• My thoughts exactly... Uh...Why don't you use the article and publication validation that ships with the product and has been there for multiple versions?

    sp_article_validation allows you to do both a rowcount and a rowcount+checksum

    sp_publication_validation just runs sp_article_validation for all articles in the publication

    Both account for filtering. The reason that they both have a checksum option is because it is possible for the row counts to be the same, but the data is still out of synch.

    If you are running replication on SQL Server 2005 and higher, tracer tokens tell you precisely what you throughput is.
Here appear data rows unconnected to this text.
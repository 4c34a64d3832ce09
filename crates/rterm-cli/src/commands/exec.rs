//! `rterm host command...`: one-off remote command execution.
//!
//! Connects, waits for the welcome, sends the command followed by `exit`,
//! prints everything up to the farewell and disconnects.

use std::io::Write;
use std::time::Duration;

use anyhow::{Context, Result};
use rterm_client::{ConnectConfig, RtermClient, ServerEvent};
use rterm_core::is_exit;
use tokio::time;
use tracing::{debug, info};

use super::GOODBYE_MESSAGE;

/// Execute `command` on the server at `addr` and print its output.
///
/// With streamed output the server sends no marker after a command, so the
/// output is collected until the connection has been quiet for `settle`
/// before `exit` is sent.
pub async fn run(addr: &str, config: ConnectConfig, command: &str, settle: Option<Duration>) -> Result<()> {
    info!(addr, command, "exec");
    let mut client = RtermClient::connect(addr, config)
        .await
        .with_context(|| format!("failed to connect to {addr}"))?;
    let result = execute(&mut client, command, settle, &mut std::io::stdout()).await;
    client.disconnect().await;
    result
}

/// Run one command on an open connection.
pub async fn execute<W: Write>(
    client: &mut RtermClient,
    command: &str,
    settle: Option<Duration>,
    out: &mut W,
) -> Result<()> {
    let welcome = client
        .next_response()
        .await
        .context("server did not send a welcome")?;
    if welcome.starts_with("Error:") {
        anyhow::bail!("{welcome}");
    }
    debug!(welcome = %welcome, "session ready");

    client.send_command(command).await?;

    if let Some(quiet) = settle {
        while let Ok(event) = time::timeout(quiet, client.next_event()).await {
            match event {
                Some(ServerEvent::Response(text)) => writeln!(out, "{text}")?,
                Some(ServerEvent::Output(text)) => write!(out, "{text}")?,
                Some(ServerEvent::Closed) | None => {
                    out.flush()?;
                    return Ok(());
                }
            }
        }
    }

    if !is_exit(command) {
        client.send_command("exit").await?;
    }

    loop {
        match client.next_event().await {
            Some(ServerEvent::Response(text)) => {
                if let Some(rest) = text.strip_suffix(GOODBYE_MESSAGE) {
                    let rest = rest.trim_end();
                    if !rest.is_empty() {
                        writeln!(out, "{rest}")?;
                    }
                    break;
                }
                writeln!(out, "{text}")?;
            }
            Some(ServerEvent::Output(text)) => write!(out, "{text}")?,
            Some(ServerEvent::Closed) | None => break,
        }
    }
    out.flush()?;
    Ok(())
}
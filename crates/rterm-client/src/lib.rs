//! rterm-client: Rust client library for the remote terminal protocol.
//!
//! Connects to an `rterm-server` over TCP, sends one command per line and
//! splits the server's byte stream back into framed responses and
//! streamed shell output.
//!
//! # Quick Start
//!
//! ```no_run
//! use rterm_client::{ConnectConfig, RtermClient, ServerEvent};
//!
//! # async fn example() -> rterm_core::RtermResult<()> {
//! let mut client = RtermClient::connect("127.0.0.1:27015", ConnectConfig::default()).await?;
//!
//! let welcome = client.next_response().await?;
//! println!("{welcome}");
//!
//! client.send_command("echo hello").await?;
//! println!("{}", client.next_response().await?);
//!
//! client.disconnect().await;
//! # Ok(())
//! # }
//! ```

pub mod client;

// Re-export primary public types.
pub use client::{ConnectConfig, RtermClient, ServerEvent};

// Re-export rterm-core error types for convenience.
pub use rterm_core::{RtermError, RtermResult};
How fast a single article is sending data is completely irrelevant, because the replication engine doesn't transmit on an article by article basis. It transmits in batches for the entire publication. So, the throughput of one article is affected by every other article in the publication. As long as you are posting tracer tokens are regular intervals, then when things fall behind, you can use the tracer tokens to tell that your subscriber is caught up to the publisher as of an exact time of the day.

    Additionally, the replication monitor will show you how many rows are still pending at any given time for each publication. It will also use the most recent throughput numbers (either from a tracer token or a batch that was just replicated) to compute "how long until I catch up".

    There is a special set of validation procedures for merge replication, but tracer tokens are only valid for transactional replication.

    While it's a nice academic exercise, I wouldn't use anything except the built in validation procedures + tracer tokens.